### WHAT YOU WILL DO
What lines of the material hold the string "ETHUSDT"? Pull each of them out.

□ □ □ □ □ □ □

//! Bounded trade tape
//!
//! Keeps the most recent `max_trades` prints, newest first.

use chrono::{DateTime, Utc};
use rust_decimal::Decimal;
use serde::{Deserialize, Serialize};

/// A single executed trade
#[derive(Debug, Clone, PartialEq, Eq, Serialize, Deserialize)]
pub struct TradeTick {
    pub price: Decimal,
    pub amount: Decimal,
    pub time: DateTime<Utc>,
    pub is_buyer_maker: bool,
}

/// Visible trade list, newest first, never longer than `max_trades`
#[derive(Debug, Clone)]
pub struct TradeTape {
    trades: Vec<TradeTick>,
    max_trades: usize,
}

impl TradeTape {
    pub fn new(max_trades: usize) -> Self {
        Self {
            trades: Vec::with_capacity(max_trades),
            max_trades,
        }
    }

    pub fn trades(&self) -> &[TradeTick] {
        &self.trades
    }

    pub fn len(&self) -> usize {
        self.trades.len()
    }

    pub fn is_empty(&self) -> bool {
        self.trades.is_empty()
    }

    pub fn max_trades(&self) -> usize {
        self.max_trades
    }

    /// Prepend trades given in arrival order
    ///
    /// Returns true if the visible tape changed.
    pub fn prepend(&mut self, arrived: Vec<TradeTick>) -> bool {
        if arrived.is_empty() {
            return false;
        }

        let mut merged = Vec::with_capacity(arrived.len() + self.trades.len());
        merged.extend(arrived.into_iter().rev());
        merged.append(&mut self.trades);
        self.trades = merged;
        self.normalize();
        true
    }

    /// Fill in history from a REST snapshot behind whatever the stream already delivered
    pub fn seed(&mut self, snapshot: Vec<TradeTick>) -> bool {
        if snapshot.is_empty() {
            return false;
        }

        let before = self.trades.clone();
        match self.trades.last().map(|t| t.time) {
            None => self.trades = snapshot,
            Some(oldest) => self
                .trades
                .extend(snapshot.into_iter().filter(|t| t.time < oldest)),
        }
        self.normalize();
        self.trades != before
    }

    fn normalize(&mut self) {
        // Stable, so same-millisecond prints keep their arrival order
        self.trades.sort_by(|a, b| b.time.cmp(&a.time));
        self.trades.truncate(self.max_trades);
    }
}
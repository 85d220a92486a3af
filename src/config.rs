//! Configuration module for market data synchronization

use serde::Deserialize;
use std::time::Duration;

use crate::error::{MarketDataError, Result};
use crate::rest::RetryPolicy;

const ENV_PREFIX: &str = "MARKET_SYNC";
const CONFIG_FILE: &str = "config/market-sync";

/// Application configuration
#[derive(Debug, Clone, Deserialize)]
pub struct Config {
    /// Trading symbols to follow (e.g., ["BTCUSDT", "ETHUSDT"])
    pub symbols: Vec<String>,

    /// Backend REST base for snapshots and the symbol list
    pub rest_endpoint: String,

    /// WebSocket base for push streams
    pub ws_endpoint: String,

    /// Order book depth levels kept per side
    pub depth_levels: usize,

    /// Visible trade tape length
    pub max_trades: usize,

    /// Candle bucket interval (exchange notation, e.g. "1h")
    pub candle_interval: String,
    pub candle_limit: u16,

    /// Reconciler tick and minimum spacing between applications
    pub tick_interval_ms: u64,
    pub update_throttle_ms: u64,

    /// Reconnection settings
    pub max_reconnect_attempts: u32,
    pub reconnect_base_delay_ms: u64,
    pub stale_stream_secs: u64,

    /// HTTP 429 back-off
    pub rate_limit_base_delay_ms: u64,
    pub rate_limit_max_delay_ms: u64,
    pub rate_limit_max_retries: u32,

    pub symbol_cache_ttl_secs: u64,

    /// Load older candles once the visible left edge is this close to the earliest point
    pub history_trigger_secs: i64,

    /// IPC socket for publishing views; publishing is off when unset
    #[serde(default)]
    pub ipc_socket_path: Option<String>,

    pub health_port: u16,
}

impl Config {
    /// Load configuration from defaults, an optional file and `MARKET_SYNC_*` variables
    pub fn load() -> Result<Self> {
        dotenvy::dotenv().ok();

        let settings = config::Config::builder()
            .set_default("symbols", vec!["BTCUSDT"])?
            .set_default("rest_endpoint", "http://localhost:3001/api")?
            .set_default("ws_endpoint", "wss://stream.binance.com:9443/ws")?
            .set_default("depth_levels", 20_i64)?
            .set_default("max_trades", 50_i64)?
            .set_default("candle_interval", "1h")?
            .set_default("candle_limit", 500_i64)?
            .set_default("tick_interval_ms", 100_i64)?
            .set_default("update_throttle_ms", 250_i64)?
            .set_default("max_reconnect_attempts", 5_i64)?
            .set_default("reconnect_base_delay_ms", 1000_i64)?
            .set_default("stale_stream_secs", 45_i64)?
            .set_default("rate_limit_base_delay_ms", 1000_i64)?
            .set_default("rate_limit_max_delay_ms", 5000_i64)?
            .set_default("rate_limit_max_retries", 3_i64)?
            .set_default("symbol_cache_ttl_secs", 300_i64)?
            .set_default("history_trigger_secs", 60_i64)?
            .set_default("health_port", 9090_i64)?
            .add_source(config::File::with_name(CONFIG_FILE).required(false))
            .add_source(
                config::Environment::with_prefix(ENV_PREFIX)
                    .try_parsing(true)
                    .list_separator(",")
                    .with_list_parse_key("symbols"),
            )
            .build()?;

        let mut config: Config = settings.try_deserialize()?;
        config.symbols = config
            .symbols
            .iter()
            .map(|s| s.trim().to_uppercase())
            .filter(|s| !s.is_empty())
            .collect();
        config.validate()?;
        Ok(config)
    }

    /// Reject settings the reconciler cannot run with
    pub fn validate(&self) -> Result<()> {
        if self.symbols.is_empty() {
            return Err(MarketDataError::ConfigError("no symbols configured".to_string()));
        }
        if self.depth_levels == 0 || self.max_trades == 0 {
            return Err(MarketDataError::ConfigError(
                "depth_levels and max_trades must be positive".to_string(),
            ));
        }
        if self.tick_interval_ms == 0 || self.update_throttle_ms == 0 {
            return Err(MarketDataError::ConfigError(
                "tick_interval_ms and update_throttle_ms must be positive".to_string(),
            ));
        }
        Ok(())
    }

    pub fn tick_interval(&self) -> Duration {
        Duration::from_millis(self.tick_interval_ms)
    }

    pub fn update_throttle(&self) -> Duration {
        Duration::from_millis(self.update_throttle_ms)
    }

    pub fn reconnect_base_delay(&self) -> Duration {
        Duration::from_millis(self.reconnect_base_delay_ms)
    }

    pub fn stale_stream_timeout(&self) -> Duration {
        Duration::from_secs(self.stale_stream_secs)
    }

    pub fn symbol_cache_ttl(&self) -> Duration {
        Duration::from_secs(self.symbol_cache_ttl_secs)
    }

    pub fn retry_policy(&self) -> RetryPolicy {
        RetryPolicy {
            base_delay: Duration::from_millis(self.rate_limit_base_delay_ms),
            max_delay: Duration::from_millis(self.rate_limit_max_delay_ms),
            max_retries: self.rate_limit_max_retries,
        }
    }
}

impl Default for Config {
    fn default() -> Self {
        Self {
            symbols: vec!["BTCUSDT".to_string()],
            rest_endpoint: "http://localhost:3001/api".to_string(),
            ws_endpoint: "wss://stream.binance.com:9443/ws".to_string(),
            depth_levels: 20,
            max_trades: 50,
            candle_interval: "1h".to_string(),
            candle_limit: 500,
            tick_interval_ms: 100,
            update_throttle_ms: 250,
            max_reconnect_attempts: 5,
            reconnect_base_delay_ms: 1000,
            stale_stream_secs: 45,
            rate_limit_base_delay_ms: 1000,
            rate_limit_max_delay_ms: 5000,
            rate_limit_max_retries: 3,
            symbol_cache_ttl_secs: 300,
            history_trigger_secs: 60,
            ipc_socket_path: None,
            health_port: 9090,
        }
    }
}
//! IPC publisher
//!
//! Forwards reconciled views to a local consumer over a Unix socket as
//! length-prefixed MessagePack frames. Publishing is best-effort: a missing
//! or broken socket is logged and retried on the next publish.

use bytes::{BufMut, Bytes, BytesMut};
use serde::Serialize;
use std::path::{Path, PathBuf};
use tokio::io::AsyncWriteExt;
use tokio::net::UnixStream;
use tokio::sync::Mutex;
use tracing::{debug, info, warn};

use crate::error::{MarketDataError, Result};

/// One published view, tagged with where it came from
#[derive(Debug, Serialize)]
struct Envelope<'a, T> {
    feed: &'a str,
    symbol: &'a str,
    data: &'a T,
}

/// `u32` big-endian length followed by the MessagePack body
pub fn encode_frame<T: Serialize>(feed: &str, symbol: &str, data: &T) -> Result<Bytes> {
    let body = rmp_serde::to_vec_named(&Envelope { feed, symbol, data })
        .map_err(|e| MarketDataError::SerializationError(format!("Failed to serialize: {}", e)))?;
    let len = u32::try_from(body.len())
        .map_err(|_| MarketDataError::SerializationError("Frame too large".to_string()))?;

    let mut frame = BytesMut::with_capacity(4 + body.len());
    frame.put_u32(len);
    frame.extend_from_slice(&body);
    Ok(frame.freeze())
}

/// Publisher for sending views via Unix socket
pub struct Publisher {
    socket_path: PathBuf,
    stream: Mutex<Option<UnixStream>>,
}

impl Publisher {
    pub async fn new(socket_path: impl AsRef<Path>) -> Self {
        let publisher = Self {
            socket_path: socket_path.as_ref().to_path_buf(),
            stream: Mutex::new(None),
        };

        // The consumer may come up later
        if let Err(e) = publisher.connect().await {
            warn!(error = %e, "Initial IPC connection failed, will retry on publish");
        }

        publisher
    }

    async fn connect(&self) -> Result<()> {
        let stream = UnixStream::connect(&self.socket_path).await.map_err(|e| {
            MarketDataError::IpcError(format!(
                "Failed to connect to {}: {}",
                self.socket_path.display(),
                e
            ))
        })?;

        *self.stream.lock().await = Some(stream);
        info!(path = %self.socket_path.display(), "Connected to IPC socket");
        Ok(())
    }

    pub async fn is_connected(&self) -> bool {
        self.stream.lock().await.is_some()
    }

    /// Publish one view; socket failures are logged, only encoding errors are returned
    pub async fn publish<T: Serialize>(&self, feed: &str, symbol: &str, data: &T) -> Result<()> {
        let frame = encode_frame(feed, symbol, data)?;

        if self.stream.lock().await.is_none() {
            if let Err(e) = self.connect().await {
                debug!(error = %e, "IPC socket unavailable, dropping frame");
                return Ok(());
            }
        }

        let mut guard = self.stream.lock().await;
        if let Some(stream) = guard.as_mut() {
            match stream.write_all(&frame).await {
                Ok(()) => debug!(feed, symbol, bytes = frame.len(), "Published view"),
                Err(e) => {
                    warn!(error = %e, "Failed to write to IPC socket");
                    *guard = None;
                }
            }
        }

        Ok(())
    }
}

#[cfg(test)]
mod tests {
    use super::*;
    use serde::Deserialize;
    use tokio::io::AsyncReadExt;
    use tokio::net::UnixListener;

    #[derive(Debug, Deserialize, PartialEq)]
    struct Received {
        feed: String,
        symbol: String,
        data: Vec<u32>,
    }

    async fn read_frame(stream: &mut UnixStream) -> Received {
        let len = stream.read_u32().await.unwrap() as usize;
        let mut body = vec![0u8; len];
        stream.read_exact(&mut body).await.unwrap();
        rmp_serde::from_slice(&body).unwrap()
    }

    #[test]
    fn test_frame_is_length_prefixed() {
        let frame = encode_frame("trades", "BTCUSDT", &vec![1u32, 2]).unwrap();
        let len = u32::from_be_bytes([frame[0], frame[1], frame[2], frame[3]]) as usize;
        assert_eq!(len, frame.len() - 4);

        let decoded: Received = rmp_serde::from_slice(&frame[4..]).unwrap();
        assert_eq!(decoded.feed, "trades");
        assert_eq!(decoded.data, vec![1, 2]);
    }

    #[tokio::test]
    async fn test_publishes_to_socket() {
        let dir = tempfile::tempdir().unwrap();
        let path = dir.path().join("views.sock");
        let listener = UnixListener::bind(&path).unwrap();

        let publisher = Publisher::new(&path).await;
        let (mut server, _) = listener.accept().await.unwrap();
        assert!(publisher.is_connected().await);

        publisher.publish("candles", "ETHUSDT", &vec![7u32]).await.unwrap();
        publisher.publish("candles", "ETHUSDT", &vec![8u32, 9]).await.unwrap();

        assert_eq!(
            read_frame(&mut server).await,
            Received {
                feed: "candles".to_string(),
                symbol: "ETHUSDT".to_string(),
                data: vec![7],
            }
        );
        assert_eq!(read_frame(&mut server).await.data, vec![8, 9]);
    }

    #[tokio::test]
    async fn test_missing_socket_is_not_an_error() {
        let dir = tempfile::tempdir().unwrap();
        let publisher = Publisher::new(dir.path().join("absent.sock")).await;

        assert!(!publisher.is_connected().await);
        publisher.publish("orderbook", "BTCUSDT", &vec![1u32]).await.unwrap();
        assert!(!publisher.is_connected().await);
    }
}
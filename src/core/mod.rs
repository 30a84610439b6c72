//! Core coordination: the intersection controller, the dispenser monitor, and the driver.

pub mod driver;
pub mod error;
pub mod events;
pub mod intersection;
pub mod pacing;
pub mod station;

pub use driver::{
    fan_out, Canceller, CrossingReport, CrossingSimulation, Shutdown, StationReport,
    StationSimulation,
};
pub use error::{AppResult, SimError};
pub use events::{ChannelEventSink, EventSink, InMemoryEventSink, NullEventSink, SimEvent};
pub use intersection::{
    Cargo, Cart, CartSummary, Intersection, Location, Route, RouteCounts, Trail, TrailCounts,
};
pub use pacing::{NoDelay, Pacer, ThreadSleep};
pub use station::{
    Client, DispenserStation, DispenserTicket, StationMode, StationSnapshot, Temperature,
    DISPENSER_COUNT,
};
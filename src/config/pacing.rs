//! Wall-clock pacing of simulated work.

use std::time::Duration;

use serde::{Deserialize, Serialize};

const CHECKPOINT_DELAY_ENV: &str = "ADMISSION_CHECKPOINT_DELAY_MS";
const BREW_UNIT_ENV: &str = "ADMISSION_BREW_UNIT_MS";
const CHECKPOINTS_ENV: &str = "ADMISSION_CHECKPOINTS";

/// How long simulated crossings and brews take.
#[derive(Debug, Clone, Copy, PartialEq, Eq, Serialize, Deserialize)]
#[serde(default)]
pub struct PacingConfig {
    /// Checkpoints walked per crossing.
    pub checkpoint_count: u32,
    /// Pause at each checkpoint, in milliseconds.
    pub checkpoint_delay_ms: u64,
    /// Wall-clock length of one brew time unit, in milliseconds.
    pub brew_unit_ms: u64,
}

impl Default for PacingConfig {
    fn default() -> Self {
        Self {
            checkpoint_count: 3,
            checkpoint_delay_ms: 50,
            brew_unit_ms: 1000,
        }
    }
}

impl PacingConfig {
    /// Pacing with no wall-clock delay at all, for tests and benchmarks.
    #[must_use]
    pub const fn instant() -> Self {
        Self {
            checkpoint_count: 3,
            checkpoint_delay_ms: 0,
            brew_unit_ms: 0,
        }
    }

    /// Validate configuration values.
    pub fn validate(&self) -> Result<(), String> {
        if self.checkpoint_count == 0 {
            return Err("checkpoint_count must be greater than 0".into());
        }
        Ok(())
    }

    /// Pause at each checkpoint.
    #[must_use]
    pub const fn checkpoint_delay(&self) -> Duration {
        Duration::from_millis(self.checkpoint_delay_ms)
    }

    /// Length of one brew time unit.
    #[must_use]
    pub const fn brew_unit(&self) -> Duration {
        Duration::from_millis(self.brew_unit_ms)
    }

    /// Whether no pause is ever taken.
    #[must_use]
    pub const fn is_instant(&self) -> bool {
        self.checkpoint_delay_ms == 0 && self.brew_unit_ms == 0
    }

    /// Defaults overridden by `ADMISSION_*` environment variables, after loading `.env`.
    ///
    /// # Errors
    ///
    /// Returns a message naming the variable that failed to parse or validate.
    pub fn from_env() -> Result<Self, String> {
        if let Err(err) = dotenvy::dotenv() {
            tracing::debug!(error = %err, "no .env file loaded");
        }
        Self::from_lookup(|key| std::env::var(key).ok())
    }

    /// Defaults overridden by whatever `lookup` returns for each `ADMISSION_*` key.
    ///
    /// # Errors
    ///
    /// Returns a message naming the variable that failed to parse or validate.
    pub fn from_lookup<F>(lookup: F) -> Result<Self, String>
    where
        F: Fn(&str) -> Option<String>,
    {
        let mut cfg = Self::default();
        if let Some(value) = lookup(CHECKPOINT_DELAY_ENV) {
            cfg.checkpoint_delay_ms = parse_var(CHECKPOINT_DELAY_ENV, &value)?;
        }
        if let Some(value) = lookup(BREW_UNIT_ENV) {
            cfg.brew_unit_ms = parse_var(BREW_UNIT_ENV, &value)?;
        }
        if let Some(value) = lookup(CHECKPOINTS_ENV) {
            cfg.checkpoint_count = parse_var(CHECKPOINTS_ENV, &value)?;
        }
        cfg.validate()?;
        Ok(cfg)
    }
}

fn parse_var<T: std::str::FromStr>(key: &str, value: &str) -> Result<T, String>
where
    T::Err: std::fmt::Display,
{
    value
        .trim()
        .parse()
        .map_err(|e| format!("{key}={value}: {e}"))
}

□ □ □ □ □ □ □

### WORKED SOLUTION
    /// Trading symbols to follow (e.g., ["BTCUSDT", "ETHUSDT"])
        publisher.publish("candles", "ETHUSDT", &vec![7u32]).await.unwrap();
        publisher.publish("candles", "ETHUSDT", &vec![8u32, 9]).await.unwrap();
                symbol: "ETHUSDT".to_string(),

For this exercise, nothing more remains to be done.